Numerical simulations of spontaneous capillary rises with very low capillary numbers using a front-tracking method combined with generalized Navier boundary condition

We propose a front-tracking method that considers a moving contact line with a generalized Navier boundary condition (GNBC) and with a delta function distribution approximated on the grid scale. A method of evaluating the interfacial balance at the contact line in the form of a body force, which is straightforward with the front-tracking method, cannot give a natural flow field. In contrast, the proposed method using the GNBC, which includes the unbalanced Young’s force as stress on the wall, can give a very stable and reasonable flow field. The proposed front-tracking method was applied for the capillary rise of a liquid in a tube, in which the velocity-dependent contact angle dominates the dynamic characteristics.

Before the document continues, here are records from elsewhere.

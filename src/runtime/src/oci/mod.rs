//! OCI artifact support for A3S Bundle.
//!
//! A directory tree travels through a registry as an OCI artifact:
//!
//! - packing a directory into deterministic entries and blobs
//! - describing them with a manifest and a bundle index
//! - transferring blobs and manifests with retry and cancellation
//! - extracting a pulled bundle under quota and path policy
//!
//! # Artifact layout
//!
//! ```text
//! ┌─────────────────────────────────────────────────────────────┐
//! │                    Bundle Manifest                           │
//! │                                                              │
//! │  artifactType: application/vnd.a3s.bundle.v1                 │
//! │  config  ─► bundle index (layout, platform, entries)         │
//! │  layers  ─► files:   one blob per distinct file content      │
//! │             archive: one tar+gzip blob                       │
//! │  annotations (org.opencontainers.image.*)                    │
//! └─────────────────────────────────────────────────────────────┘
//! ```

mod client;
pub mod digest;
pub mod entry;
mod extract;
pub mod manifest;
mod pack;
pub mod registry;
mod transfer;
pub mod transport;

pub use client::{BundleClient, PullReport};
pub use entry::{BundleEntry, EntryKind};
pub use extract::{extract_bundle, ExtractionGuard, ExtractionReport};
pub use manifest::{
    annotations, Blob, Bundle, BundleIndex, BundleManifest, Descriptor, ManifestBuilder, Platform,
};
pub use pack::{PackedBundle, Packer};
pub use registry::{OciRegistryTransport, RegistryAuth};
pub use transfer::{PushReport, TransferEngine, TransferPhase};
pub use transport::{MemoryTransport, RegistryTransport};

The validity of the proposed method was confirmed by comparing simulation results with experimental measurements and simple theoretical models. The results of the present simulations with adjusted non-dimensional slip parameters agreed very well with experimental measurements. Under the present simulation conditions, the linearity of the GNBC allows the correlation between the dynamic contact angle and the contact line’s velocity to follow a simple linear expression that involves the difference of the cosine with the capillary number. The non-dimensional slip parameter, which represents the dynamic nature of the moving contact line, can therefore be easily adjusted to reproduce experimental observations under small-capillary-number conditions.